External Stressors for Families of Origin
Students will discuss the wide variety of external stressors placed on Severely Emotionally Disturbed (SED) families, (eg, poverty, lack of medical or child care, etc.). They will connect parental responses to these external situations and then add youth responses including Psychiatric diagnoses of childhood and adolescence. The group will participate in lecture and large group discussions.
How My Buttons Get Pushed
Participants will define and differentiate between External Stressors, Counter-transference and Secondary Trauma as they apply to working with Severely Emotionally Disturbed Youth. Through lecture, small and large group discussion and handouts, the group will understand symptoms and treatment for challenges working as a mental health professional with this population.

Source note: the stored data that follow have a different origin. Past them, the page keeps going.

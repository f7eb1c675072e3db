//! User repository for database operations.

use chrono::{DateTime, Utc};
use sqlx::PgPool;
use sqlx::types::Json;
use uuid::Uuid;

use bazaar_core::{Email, PaymentMethod, ShippingAddress, UserId, UserRole};

use super::{RepositoryError, conflict_on_unique};
use crate::models::User;

// =============================================================================
// Internal Row Types
// =============================================================================

#[derive(Debug, sqlx::FromRow)]
pub(crate) struct UserRow {
    id: Uuid,
    name: String,
    email: String,
    role: UserRole,
    address: Option<Json<ShippingAddress>>,
    payment_method: Option<PaymentMethod>,
    created_at: DateTime<Utc>,
    updated_at: DateTime<Utc>,
}

impl TryFrom<UserRow> for User {
    type Error = RepositoryError;

    fn try_from(row: UserRow) -> Result<Self, Self::Error> {
        let email = Email::parse(&row.email).map_err(|e| {
            RepositoryError::DataCorruption(format!("invalid email in database: {e}"))
        })?;

        Ok(Self {
            id: UserId::new(row.id),
            name: row.name,
            email,
            role: row.role,
            address: row.address.map(|Json(address)| address),
            payment_method: row.payment_method,
            created_at: row.created_at,
            updated_at: row.updated_at,
        })
    }
}

#[derive(Debug, sqlx::FromRow)]
struct UserWithPasswordRow {
    #[sqlx(flatten)]
    user: UserRow,
    password_hash: String,
}

pub(crate) const USER_COLUMNS: &str =
    "id, name, email, role, address, payment_method, created_at, updated_at";

// =============================================================================
// Repository
// =============================================================================

/// Repository for user database operations.
pub struct UserRepository<'a> {
    pool: &'a PgPool,
}

impl<'a> UserRepository<'a> {
    /// Create a new user repository.
    #[must_use]
    pub const fn new(pool: &'a PgPool) -> Self {
        Self { pool }
    }

    /// Get a user by their ID.
    ///
    /// # Errors
    ///
    /// Returns `RepositoryError::Database` if the query fails.
    /// Returns `RepositoryError::DataCorruption` if the email in the database is invalid.
    pub async fn get_by_id(&self, id: UserId) -> Result<Option<User>, RepositoryError> {
        let row = sqlx::query_as::<_, UserRow>(&format!(
            "SELECT {USER_COLUMNS} FROM users WHERE id = $1"
        ))
        .bind(id)
        .fetch_optional(self.pool)
        .await?;

        row.map(TryInto::try_into).transpose()
    }

    /// Get a user by their email address (case-insensitive).
    ///
    /// # Errors
    ///
    /// Returns `RepositoryError::Database` if the query fails.
    pub async fn get_by_email(&self, email: &Email) -> Result<Option<User>, RepositoryError> {
        let row = sqlx::query_as::<_, UserRow>(&format!(
            "SELECT {USER_COLUMNS} FROM users WHERE LOWER(email) = $1"
        ))
        .bind(email.as_str())
        .fetch_optional(self.pool)
        .await?;

        row.map(TryInto::try_into).transpose()
    }

    /// Whether any account uses this email.
    ///
    /// # Errors
    ///
    /// Returns `RepositoryError::Database` if the query fails.
    pub async fn exists_by_email(&self, email: &Email) -> Result<bool, RepositoryError> {
        let exists: bool =
            sqlx::query_scalar("SELECT EXISTS (SELECT 1 FROM users WHERE LOWER(email) = $1)")
                .bind(email.as_str())
                .fetch_one(self.pool)
                .await?;
        Ok(exists)
    }

    /// Create a new user with a password, or claim a guest account.
    ///
    /// An account left behind by guest checkout has no password; signing up
    /// with its e-mail sets the password and name on that account and keeps
    /// its orders.
    ///
    /// # Errors
    ///
    /// Returns `RepositoryError::Conflict` if the email already has a password.
    /// Returns `RepositoryError::Database` for other database errors.
    pub async fn create_with_password(
        &self,
        name: &str,
        email: &Email,
        password_hash: &str,
    ) -> Result<User, RepositoryError> {
        let mut tx = self.pool.begin().await?;

        let guest: Option<Uuid> = sqlx::query_scalar(
            r"
            SELECT u.id FROM users u
            WHERE LOWER(u.email) = $1
              AND NOT EXISTS (SELECT 1 FROM user_passwords p WHERE p.user_id = u.id)
            FOR UPDATE OF u
            ",
        )
        .bind(email.as_str())
        .fetch_optional(&mut *tx)
        .await?;

        let row = match guest {
            Some(id) => {
                sqlx::query_as::<_, UserRow>(&format!(
                    "UPDATE users SET name = $2, updated_at = NOW() WHERE id = $1 \
                     RETURNING {USER_COLUMNS}"
                ))
                .bind(id)
                .bind(name)
                .fetch_one(&mut *tx)
                .await?
            }
            None => sqlx::query_as::<_, UserRow>(&format!(
                "INSERT INTO users (name, email) VALUES ($1, $2) RETURNING {USER_COLUMNS}"
            ))
            .bind(name)
            .bind(email.as_str())
            .fetch_one(&mut *tx)
            .await
            .map_err(|e| conflict_on_unique(e, "email"))?,
        };

        let user = User::try_from(row)?;

        // A concurrent claim of the same guest account loses here.
        sqlx::query("INSERT INTO user_passwords (user_id, password_hash) VALUES ($1, $2)")
            .bind(user.id)
            .bind(password_hash)
            .execute(&mut *tx)
            .await
            .map_err(|e| conflict_on_unique(e, "email"))?;

        tx.commit().await?;

        Ok(user)
    }

    /// Get a user and their password hash by email.
    ///
    /// Guest accounts have no password and are never returned.
    ///
    /// # Errors
    ///
    /// Returns `RepositoryError::Database` if the query fails.
    pub async fn get_password_hash(
        &self,
        email: &Email,
    ) -> Result<Option<(User, String)>, RepositoryError> {
        let row = sqlx::query_as::<_, UserWithPasswordRow>(
            r"
            SELECT u.id, u.name, u.email, u.role, u.address, u.payment_method,
                   u.created_at, u.updated_at, p.password_hash
            FROM users u
            JOIN user_passwords p ON p.user_id = u.id
            WHERE LOWER(u.email) = $1
            ",
        )
        .bind(email.as_str())
        .fetch_optional(self.pool)
        .await?;

        row.map(|r| Ok((User::try_from(r.user)?, r.password_hash)))
            .transpose()
    }

    /// Update the display name.
    ///
    /// # Errors
    ///
    /// Returns `RepositoryError::NotFound` if the user does not exist.
    pub async fn update_name(&self, id: UserId, name: &str) -> Result<User, RepositoryError> {
        let row = sqlx::query_as::<_, UserRow>(&format!(
            "UPDATE users SET name = $2, updated_at = NOW() WHERE id = $1 RETURNING {USER_COLUMNS}"
        ))
        .bind(id)
        .bind(name)
        .fetch_optional(self.pool)
        .await?
        .ok_or(RepositoryError::NotFound)?;

        row.try_into()
    }

    /// Save the user's shipping address.
    ///
    /// # Errors
    ///
    /// Returns `RepositoryError::NotFound` if the user does not exist.
    pub async fn update_address(
        &self,
        id: UserId,
        address: &ShippingAddress,
    ) -> Result<(), RepositoryError> {
        let result =
            sqlx::query("UPDATE users SET address = $2, updated_at = NOW() WHERE id = $1")
                .bind(id)
                .bind(Json(address))
                .execute(self.pool)
                .await?;

        if result.rows_affected() == 0 {
            return Err(RepositoryError::NotFound);
        }
        Ok(())
    }

    /// Save the user's preferred payment method.
    ///
    /// # Errors
    ///
    /// Returns `RepositoryError::NotFound` if the user does not exist.
    pub async fn update_payment_method(
        &self,
        id: UserId,
        method: PaymentMethod,
    ) -> Result<(), RepositoryError> {
        let result =
            sqlx::query("UPDATE users SET payment_method = $2, updated_at = NOW() WHERE id = $1")
                .bind(id)
                .bind(method)
                .execute(self.pool)
                .await?;

        if result.rows_affected() == 0 {
            return Err(RepositoryError::NotFound);
        }
        Ok(())
    }
}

Challenging Behavior Management
After having the basic understanding, from previous trainings, of where, why and how SED behavior happens, this training will focus on when challenging behavior may occur and appropriate interventions from which to choose. Lecture, group discussion and case examples will be utilized.
Pre-Teens
Participants will learn the chronological and developmental stages considered “pre-teen” in America today. They will discuss the historic and current make-up of this group. Through didactic lecture, handouts, questionnaires, small and large group discussions, the students will understand the importance of self confidence, self worth and self identity for pre-teens and how adults can help provide an atmosphere for these qualities to grow.
Teen Culture
Participants will discuss the healthy adolescent development stage as it compares to stages before and after. The group will study adolescent goals, feelings and behaviors in pursuit of those goals. Therapeutic alliance will also be discussed. Lecture and group discussion will be used.
Cultural Identity: Creating a Safe Environment
Participants will define culture and discuss how it relates to everyone in society. The group will list and discuss the many ways in which we are all different from one another and the challenges that those differences can bring. Through lecture, large and small group exercises as well as case examples, participants will learn how to help create a culturally sensitive and safe environment for SED youth.
Emancipation: Helping Our Youth Leave Home
Students will study the differences between leaving home today and leaving home when they were “of age.” Through lecture, large and small group discussions, participants will discuss how best to assist SED youth gain self care skills needed to be on their own as adults in our society.
The Abuse Spectrum
Students will learn the abuse spectrum from neglect to torture and everything in between. Through lecture and group discussion, they will look at physical, emotional, developmental and intellectual affects of the various forms of abuse. Participants will also learn about how the cycle of violence affects youth and families.
Helping to Heal Childhood Wounds
After studying all the theories, the abuse spectrum, attachment trauma and external stressors, participants will discuss the core issues related to severe emotional disturbance and how it affects our youth and families. Through lecture and group discussion, students will learn “Dr. Bennett’s Paradigm for Treatment of Severe Emotional Disturbance.”